So now we find ourselves living in challenging times, and we need to gather those hard-won skills together in the face of an invisible enemy. We are not strangers to novel diseases. But this epidemic is global, and because of the rapid development of communications technology, we have global news, conflicting global opinion and, of course, global panic. We have not dealt with this sort of complexity in our lifetimes as general practitioners (GPs). So how do we harness our skills in the face of complex, rapidly changing information, community panic and our own very personal fears for ourselves and our families? What do we have to offer? How much can we offer without burning out in the marathon that is a pandemic?

Apart from our medical knowledge and skill, we have three great strengths.

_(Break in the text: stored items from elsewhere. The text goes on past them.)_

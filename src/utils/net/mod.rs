//! Network and Client utilities
//!
//! The traffic-controlled HTTP client is the only sanctioned path for outbound calls.

pub mod client;

pub use client::{
    AttemptError, BlockingTrafficClient, ClientUtils, HttpClientConfig, StreamingResponse,
    TrafficClient, TrafficRequest,
};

We are a strong, complex and diverse community. There are over 35,000 GPs in Australia with a breadth of skills and capacities. Some of us work at the macro level, in health service design, policy, epidemiology and advocacy. Others work at the meso level, working with local communities, protecting the vulnerable and trying to craft efficient responses to this epidemic. Many more work at a more micro level, counselling individual patients on their needs at this time. We need all of us, and we need to find ways to share our resources. From the excellent community resources prepared by GPs,1 to guidelines on practice response,2 to self-care strategies, GPs are working to share their skills. Social media enables this communication, and we can also use it to care for our own. We can find healthy connection despite social distance.

We are calm, capable and empathic in a crisis, even when we are frightened and feel out of our depth. For many Australians, this is the first time they have faced the deep vulnerability that comes from being susceptible to a serious illness. As GPs, we have experienced this vicariously many, many times, and we know that it is possible to live a good life despite pain, loss and grief. We have seen joy in palliative care, and strength within chronic illness. We have said to so many of our patients, ‘No matter what happens, I will be there for you’. We can deal with the fear of abandonment. We can provide hope that this too shall pass.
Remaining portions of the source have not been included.